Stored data
------------------------------------------------------------------------

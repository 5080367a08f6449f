// Copyright (c) 2025 Dimitris Kafetzis
//
// Licensed under the MIT License.
// See LICENSE file in the project root for full license information.
//
// SPDX-License-Identifier: MIT

//! Average and max pooling over 2-D windows.

use super::{expect_dtype, expect_quantized, expect_rank, load_i32, store_i32};
use crate::{DType, FusedActivation, Layout, TensorError, TensorView, TensorViewMut};

/// Which reduction a pooling window applies.
#[derive(Debug, Clone, Copy, PartialEq, Eq)]
pub enum PoolKind {
    Average,
    Max,
}

/// Window size, stride and leading padding of a pooling operation.
#[derive(Debug, Clone, Copy, PartialEq, Eq)]
pub struct PoolGeometry {
    pub filter_h: usize,
    pub filter_w: usize,
    pub stride_h: usize,
    pub stride_w: usize,
    pub pad_top: usize,
    pub pad_left: usize,
}

/// Clipped window `[start, end)` along one axis. Padding never counts as
/// an element of the window.
#[inline]
fn window(out: usize, stride: usize, pad: usize, filter: usize, extent: usize) -> (usize, usize) {
    let origin = (out * stride) as isize - pad as isize;
    let start = origin.max(0) as usize;
    let end = (origin + filter as isize).clamp(0, extent as isize) as usize;
    (start.min(end), end)
}

fn for_each_window<F>(input_dims: &[usize], output_dims: &[usize], layout: Layout, geo: &PoolGeometry, mut f: F)
where
    F: FnMut(usize, &mut dyn Iterator<Item = usize>),
{
    let ie = layout.extent(input_dims);
    let oe = layout.extent(output_dims);
    for b in 0..oe.batch {
        for oy in 0..oe.height {
            let (y0, y1) = window(oy, geo.stride_h, geo.pad_top, geo.filter_h, ie.height);
            for ox in 0..oe.width {
                let (x0, x1) = window(ox, geo.stride_w, geo.pad_left, geo.filter_w, ie.width);
                for c in 0..oe.depth {
                    let mut taps = (y0..y1)
                        .flat_map(move |y| (x0..x1).map(move |x| (y, x)))
                        .map(|(y, x)| layout.offset(&ie, b, y, x, c));
                    f(layout.offset(&oe, b, oy, ox, c), &mut taps);
                }
            }
        }
    }
}

/// Floating-point pooling. Averages divide by the number of in-bounds
/// elements of each window.
pub fn pool_f32(
    kind: PoolKind,
    input: &TensorView<'_>,
    output: &mut TensorViewMut<'_>,
    layout: Layout,
    geo: &PoolGeometry,
    activation: FusedActivation,
) -> Result<(), TensorError> {
    expect_dtype("pool", input.dtype(), DType::F32)?;
    expect_dtype("pool", output.dtype(), DType::F32)?;
    expect_rank("pool", input.dims(), 4)?;
    let out_dims = output.dims().to_vec();
    for_each_window(input.dims(), &out_dims, layout, geo, |o, taps| {
        let v = match kind {
            PoolKind::Average => {
                let (sum, count) = taps.fold((0.0f32, 0usize), |(s, n), i| {
                    (s + input.get::<f32>(i), n + 1)
                });
                if count == 0 {
                    0.0
                } else {
                    sum / count as f32
                }
            }
            PoolKind::Max => taps
                .map(|i| input.get::<f32>(i))
                .fold(f32::NEG_INFINITY, f32::max),
        };
        output.set(o, activation.apply(v));
    });
    Ok(())
}

/// Quantized pooling. Input and output share quantization, so no rescale
/// is needed; the result is clamped to `[act_min, act_max]`.
pub fn pool_quantized(
    kind: PoolKind,
    input: &TensorView<'_>,
    output: &mut TensorViewMut<'_>,
    layout: Layout,
    geo: &PoolGeometry,
    act_min: i32,
    act_max: i32,
) -> Result<(), TensorError> {
    expect_quantized("pool", input.dtype())?;
    expect_dtype("pool", output.dtype(), input.dtype())?;
    expect_rank("pool", input.dims(), 4)?;
    let out_dims = output.dims().to_vec();
    for_each_window(input.dims(), &out_dims, layout, geo, |o, taps| {
        let v = match kind {
            PoolKind::Average => {
                let (acc, count) = taps.fold((0i32, 0i32), |(s, n), i| (s + load_i32(input, i), n + 1));
                if count == 0 {
                    0
                } else if acc >= 0 {
                    (acc + count / 2) / count
                } else {
                    (acc - count / 2) / count
                }
            }
            PoolKind::Max => taps.map(|i| load_i32(input, i)).max().unwrap_or(act_min),
        };
        store_i32(output, o, v.clamp(act_min, act_max));
    });
    Ok(())
}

------------------------------------------------------------------------

Problem to work on: An exact copy of all the records is the only acceptable answer.

Result:
repository 5080367a08f6449f
// Copyright (c) 2025 Dimitris Kafetzis
//
// Licensed under the MIT License.
// See LICENSE file in the project root for full license information.
//
// SPDX-License-Identifier: MIT

//! Average and max pooling over 2-D windows.

use super::{expect_dtype, expect_quantized, expect_rank, load_i32, store_i32};
use crate::{DType, FusedActivation, Layout, TensorError, TensorView, TensorViewMut};

/// Which reduction a pooling window applies.
#[derive(Debug, Clone, Copy, PartialEq, Eq)]
pub enum PoolKind {
    Average,
    Max,
}

/// Window size, stride and leading padding of a pooling operation.
#[derive(Debug, Clone, Copy, PartialEq, Eq)]
pub struct PoolGeometry {
    pub filter_h: usize,
    pub filter_w: usize,
    pub stride_h: usize,
    pub stride_w: usize,
    pub pad_top: usize,
    pub pad_left: usize,
}

/// Clipped window `[start, end)` along one axis. Padding never counts as
/// an element of the window.
#[inline]
fn window(out: usize, stride: usize, pad: usize, filter: usize, extent: usize) -> (usize, usize) {
    let origin = (out * stride) as isize - pad as isize;
    let start = origin.max(0) as usize;
    let end = (origin + filter as isize).clamp(0, extent as isize) as usize;
    (start.min(end), end)
}

fn for_each_window<F>(input_dims: &[usize], output_dims: &[usize], layout: Layout, geo: &PoolGeometry, mut f: F)
where
    F: FnMut(usize, &mut dyn Iterator<Item = usize>),
{
    let ie = layout.extent(input_dims);
    let oe = layout.extent(output_dims);
    for b in 0..oe.batch {
        for oy in 0..oe.height {
            let (y0, y1) = window(oy, geo.stride_h, geo.pad_top, geo.filter_h, ie.height);
            for ox in 0..oe.width {
                let (x0, x1) = window(ox, geo.stride_w, geo.pad_left, geo.filter_w, ie.width);
                for c in 0..oe.depth {
                    let mut taps = (y0..y1)
                        .flat_map(move |y| (x0..x1).map(move |x| (y, x)))
                        .map(|(y, x)| layout.offset(&ie, b, y, x, c));
                    f(layout.offset(&oe, b, oy, ox, c), &mut taps);
                }
            }
        }
    }
}

/// Floating-point pooling. Averages divide by the number of in-bounds
/// elements of each window.
pub fn pool_f32(
    kind: PoolKind,
    input: &TensorView<'_>,
    output: &mut TensorViewMut<'_>,
    layout: Layout,
    geo: &PoolGeometry,
    activation: FusedActivation,
) -> Result<(), TensorError> {
    expect_dtype("pool", input.dtype(), DType::F32)?;
    expect_dtype("pool", output.dtype(), DType::F32)?;
    expect_rank("pool", input.dims(), 4)?;
    let out_dims = output.dims().to_vec();
    for_each_window(input.dims(), &out_dims, layout, geo, |o, taps| {
        let v = match kind {
            PoolKind::Average => {
                let (sum, count) = taps.fold((0.0f32, 0usize), |(s, n), i| {
                    (s + input.get::<f32>(i), n + 1)
                });
                if count == 0 {
                    0.0
                } else {
                    sum / count as f32
                }
            }
            PoolKind::Max => taps
                .map(|i| input.get::<f32>(i))
                .fold(f32::NEG_INFINITY, f32::max),
        };
        output.set(o, activation.apply(v));
    });
    Ok(())
}

/// Quantized pooling. Input and output share quantization, so no rescale
/// is needed; the result is clamped to `[act_min, act_max]`.
pub fn pool_quantized(
    kind: PoolKind,
    input: &TensorView<'_>,
    output: &mut TensorViewMut<'_>,
    layout: Layout,
    geo: &PoolGeometry,
    act_min: i32,
    act_max: i32,
) -> Result<(), TensorError> {
    expect_quantized("pool", input.dtype())?;
    expect_dtype("pool", output.dtype(), input.dtype())?;
    expect_rank("pool", input.dims(), 4)?;
    let out_dims = output.dims().to_vec();
    for_each_window(input.dims(), &out_dims, layout, geo, |o, taps| {
        let v = match kind {
            PoolKind::Average => {
                let (acc, count) = taps.fold((0i32, 0i32), |(s, n), i| (s + load_i32(input, i), n + 1));
                if count == 0 {
                    0
                } else if acc >= 0 {
                    (acc + count / 2) / count
                } else {
                    (acc - count / 2) / count
                }
            }
            PoolKind::Max => taps.map(|i| load_i32(input, i)).max().unwrap_or(act_min),
        };
        store_i32(output, o, v.clamp(act_min, act_max));
    });
    Ok(())
}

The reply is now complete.